§ PROBLEM DESCRIPTION
Take the line that contains "4.6097).abs() < f64::EPSILON);" and all lines after it, up to and including the last line of the data, and write them out exactly; nothing else belongs in the answer.

§ Stored records
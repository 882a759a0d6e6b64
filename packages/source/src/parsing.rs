//! Field parsing helpers shared by the feeds.

use chrono::{DateTime, NaiveDate, NaiveDateTime, Utc};
use serde_json::Value;

/// Parses a feed timestamp.
///
/// Accepts Socrata's ISO 8601 form with or without fractional seconds,
/// a space-separated form, and bare dates (taken as midnight).
#[must_use]
pub fn parse_socrata_date(s: &str) -> Option<DateTime<Utc>> {
    let s = s.trim();
    for format in ["%Y-%m-%dT%H:%M:%S%.f", "%Y-%m-%dT%H:%M:%S", "%Y-%m-%d %H:%M:%S"] {
        if let Ok(naive) = NaiveDateTime::parse_from_str(s, format) {
            return Some(naive.and_utc());
        }
    }
    for format in ["%Y-%m-%d", "%d/%m/%Y"] {
        if let Ok(date) = NaiveDate::parse_from_str(s, format) {
            return date.and_hms_opt(0, 0, 0).map(|naive| naive.and_utc());
        }
    }
    if let Ok(dt) = DateTime::parse_from_rfc3339(s) {
        return Some(dt.with_timezone(&Utc));
    }
    None
}

/// Parses a coordinate component. Accepts a comma as decimal separator.
#[must_use]
pub fn parse_coordinate(s: &str) -> Option<f64> {
    let s = s.trim();
    s.parse::<f64>()
        .ok()
        .or_else(|| s.replace(',', ".").parse::<f64>().ok())
        .filter(|v| v.is_finite())
}

/// Renders a JSON scalar as text. Returns `None` for null, empty strings,
/// arrays, and objects.
#[must_use]
pub fn value_to_string(value: &Value) -> Option<String> {
    match value {
        Value::String(s) => {
            let trimmed = s.trim();
            (!trimmed.is_empty()).then(|| trimmed.to_string())
        }
        Value::Number(n) => Some(n.to_string()),
        Value::Bool(b) => Some(b.to_string()),
        Value::Null | Value::Array(_) | Value::Object(_) => None,
    }
}

/// Reads a JSON scalar as a number, parsing strings when needed.
#[must_use]
pub fn value_to_f64(value: &Value) -> Option<f64> {
    match value {
        Value::Number(n) => n.as_f64(),
        Value::String(s) => parse_coordinate(s),
        _ => None,
    }
}

/// Reads a JSON scalar as a non-negative count. Fractions are truncated.
#[must_use]
pub fn value_to_u32(value: &Value) -> Option<u32> {
    let v = value_to_f64(value)?;
    if v < 0.0 || v > f64::from(u32::MAX) {
        return None;
    }
    #[allow(clippy::cast_possible_truncation, clippy::cast_sign_loss)]
    Some(v as u32)
}

/// Reads a JSON scalar as a flag: booleans, `1`/`0`, and yes/no words in
/// English or Spanish.
#[must_use]
pub fn value_to_bool(value: &Value) -> Option<bool> {
    match value {
        Value::Bool(b) => Some(*b),
        Value::Number(n) => n.as_f64().map(|v| v != 0.0),
        Value::String(s) => match s.trim().to_lowercase().as_str() {
            "true" | "yes" | "si" | "sí" | "1" | "publico" | "público" => Some(true),
            "false" | "no" | "0" | "privado" => Some(false),
            _ => None,
        },
        _ => None,
    }
}

#[cfg(test)]
mod tests {
    use super::*;
    use serde_json::json;

    #[test]
    fn parses_socrata_date_with_fractional() {
        let dt = parse_socrata_date("2024-01-15T14:30:00.000").unwrap();
        assert_eq!(dt.to_string(), "2024-01-15 14:30:00 UTC");
    }

    #[test]
    fn parses_socrata_date_without_fractional() {
        let dt = parse_socrata_date("2024-01-15T14:30:00").unwrap();
        assert_eq!(dt.to_string(), "2024-01-15 14:30:00 UTC");
    }

    #[test]
    fn parses_bare_dates_as_midnight() {
        let dt = parse_socrata_date("15/01/2024").unwrap();
        assert_eq!(dt.to_string(), "2024-01-15 00:00:00 UTC");
        assert!(parse_socrata_date("2024-01-15").is_some());
    }

    #[test]
    fn rejects_invalid_date() {
        assert!(parse_socrata_date("not-a-date").is_none());
        assert!(parse_socrata_date("").is_none());
    }

    #[test]
    fn parses_coordinates_with_comma_decimal() {
        assert!((parse_coordinate("4,6097").unwrap() - 4.6097).abs() < f64::EPSILON);
        assert!((parse_coordinate(" -74.08 ").unwrap() - -74.08).abs() < f64::EPSILON);
        assert!(parse_coordinate("north").is_none());
        assert!(parse_coordinate("NaN").is_none());
    }

    #[test]
    fn reads_json_scalars() {
        assert_eq!(value_to_string(&json!(" BOSA ")), Some("BOSA".to_string()));
        assert_eq!(value_to_string(&json!(7)), Some("7".to_string()));
        assert_eq!(value_to_string(&json!("")), None);
        assert_eq!(value_to_u32(&json!("3")), Some(3));
        assert_eq!(value_to_u32(&json!(-1)), None);
        assert_eq!(value_to_bool(&json!("Sí")), Some(true));
        assert_eq!(value_to_bool(&json!(0)), Some(false));
    }
}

§ RESPONSE AREA
        assert!((parse_coordinate("4,6097").unwrap() - 4.6097).abs() < f64::EPSILON);
        assert!((parse_coordinate(" -74.08 ").unwrap() - -74.08).abs() < f64::EPSILON);
        assert!(parse_coordinate("north").is_none());
        assert!(parse_coordinate("NaN").is_none());
    }

    #[test]
    fn reads_json_scalars() {
        assert_eq!(value_to_string(&json!(" BOSA ")), Some("BOSA".to_string()));
        assert_eq!(value_to_string(&json!(7)), Some("7".to_string()));
        assert_eq!(value_to_string(&json!("")), None);
        assert_eq!(value_to_u32(&json!("3")), Some(3));
        assert_eq!(value_to_u32(&json!(-1)), None);
        assert_eq!(value_to_bool(&json!("Sí")), Some(true));
        assert_eq!(value_to_bool(&json!(0)), Some(false));
    }
}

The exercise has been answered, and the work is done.